Nguyen, 38, remains in custody, charged with murder in their deaths. She also faces attempted-murder charges for attacking her neighbor Gianni Melchiondo outside her home shortly after the shooting. Prosecutors say Nguyen attempted to shoot Melchiondo, her former nephew, with the same black revolver she used to kill her children, but the gun didn’t fire, and Melchiondo was able to wrestle it away from her.

Melchiondo is the son of Corrina Tini-Melchiondo, Nguyen’s former sister-in-law and her landlord: She rented half of her duplex in Newtown to Nguyen and her sons.

What could have driven Nguyen to kill her children remains unclear. During a search of her home, detectives found evidence that she had planned the shootings at least a week in advance, including preparing a handwritten will with instructions on what to do with the boys’ remains.
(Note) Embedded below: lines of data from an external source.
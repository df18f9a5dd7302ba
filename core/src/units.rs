//! Metric/imperial unit handling.
//!
//! The tool never declares its unit system in the report; it is inferred
//! from vocabulary. A report is internally consistent, so detection runs once
//! per report and every entity decoded from it shares the result.

use serde::{Deserialize, Serialize};

/// Unit system of a report or of a formatted value.
///
/// # Examples
///
/// ```
/// use sigplot_core::UnitSystem;
///
/// let units = UnitSystem::detect("Distance to Rx: 5.20 miles");
/// assert_eq!(units, UnitSystem::Imperial);
/// assert_eq!(units.format(1.0, false, true), "1 mile");
/// assert_eq!(units.format(20.27, false, true), "20.27 miles");
/// assert_eq!(UnitSystem::Metric.format(3.0, true, false), "3 m");
/// ```
#[derive(Debug, Clone, Copy, PartialEq, Eq, Default, Serialize, Deserialize)]
#[serde(rename_all = "snake_case")]
pub enum UnitSystem {
    #[default]
    Metric,
    Imperial,
}

#[derive(Debug, Clone, Copy)]
struct UnitNames {
    abbreviation: &'static str,
    singular: &'static str,
    plural: &'static str,
}

impl UnitNames {
    const fn new(abbreviation: &'static str, singular: &'static str, plural: &'static str) -> Self {
        Self {
            abbreviation,
            singular,
            plural,
        }
    }
}

// [small, large]
const IMPERIAL_UNITS: [UnitNames; 2] = [
    UnitNames::new("ft", "foot", "feet"),
    UnitNames::new("mi", "mile", "miles"),
];
const METRIC_UNITS: [UnitNames; 2] = [
    UnitNames::new("m", "meter", "meters"),
    UnitNames::new("km", "kilometer", "kilometers"),
];

impl UnitSystem {
    /// Detects the unit system of report text.
    ///
    /// Imperial iff the literal substring `"mile"` occurs anywhere.
    pub fn detect(text: &str) -> Self {
        if text.contains("mile") {
            Self::Imperial
        } else {
            Self::Metric
        }
    }

    /// Maps a stored `metric` flag back to a unit system.
    pub fn from_metric(metric: bool) -> Self {
        if metric { Self::Metric } else { Self::Imperial }
    }

    pub fn is_metric(self) -> bool {
        self == Self::Metric
    }

    /// Formats `value` with a unit name.
    ///
    /// `large_unit` picks miles/kilometers instead of feet/meters. The full
    /// word is singular below 2 and plural otherwise; abbreviations never
    /// pluralize.
    pub fn format(self, value: f64, abbreviated: bool, large_unit: bool) -> String {
        let table = match self {
            Self::Imperial => &IMPERIAL_UNITS,
            Self::Metric => &METRIC_UNITS,
        };
        let names = table[usize::from(large_unit)];
        let unit = if abbreviated {
            names.abbreviation
        } else if value < 2.0 {
            names.singular
        } else {
            names.plural
        };
        format!("{value} {unit}")
    }
}

#[cfg(test)]
mod tests {
    use super::*;

    #[test]
    fn test_detect_keys_on_mile_substring() {
        assert_eq!(UnitSystem::detect("20.27 miles"), UnitSystem::Imperial);
        assert_eq!(UnitSystem::detect("1 mile"), UnitSystem::Imperial);
        assert_eq!(UnitSystem::detect("32.6 kilometers"), UnitSystem::Metric);
        assert_eq!(UnitSystem::detect(""), UnitSystem::Metric);
        // Case-sensitive by contract.
        assert_eq!(UnitSystem::detect("MILES"), UnitSystem::Metric);
    }

    #[test]
    fn test_full_word_pluralization() {
        let imperial = UnitSystem::Imperial;
        assert_eq!(imperial.format(1.5, false, false), "1.5 foot");
        assert_eq!(imperial.format(2.0, false, false), "2 feet");
        assert_eq!(imperial.format(0.0, false, true), "0 mile");

        let metric = UnitSystem::Metric;
        assert_eq!(metric.format(1.0, false, false), "1 meter");
        assert_eq!(metric.format(12.5, false, true), "12.5 kilometers");
    }

    #[test]
    fn test_abbreviations_never_pluralize() {
        assert_eq!(UnitSystem::Imperial.format(118.11, true, false), "118.11 ft");
        assert_eq!(UnitSystem::Imperial.format(20.0, true, true), "20 mi");
        assert_eq!(UnitSystem::Metric.format(5.0, true, true), "5 km");
    }

    #[test]
    fn test_from_metric_round_trip() {
        assert!(UnitSystem::from_metric(true).is_metric());
        assert!(!UnitSystem::from_metric(false).is_metric());
    }
}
Hours after the shooting, when Nguyen was arrested in the parking lot of a nearby Methodist church, officers found an apparent suicide note urging whoever found it to go to her home because her children were “dead in their beds,” according to the affidavit of probable cause for her arrest.

» READ MORE: The Bucks County woman who killed her sons had planned the shooting, prosecutors said

Court records show that the family had struggled financially in recent months. Nguyen owed Tini-Melchiondo more than $11,000 in unpaid rent, and was due to be evicted a day before police say she killed her sons, according to those records.

Last year, Nguyen had divorced Tini, who unsuccessfully sought sole custody of the boys, saying he feared that Nguyen would become a “classic parent kidnapper” and flee the country with them.

At Tuesday’s funeral, the priest urged mourners not to dwell on their sorrow, but to remember the joy they had shared with the brothers.

“On May 6, each one of our lives changed. There’s no denying that,” Pancoast said. “Our relationship with Jeffrey and Nelson has changed. Instead of talking to them face-to-face, we now pray for them, and ask them to help us become people of hope.”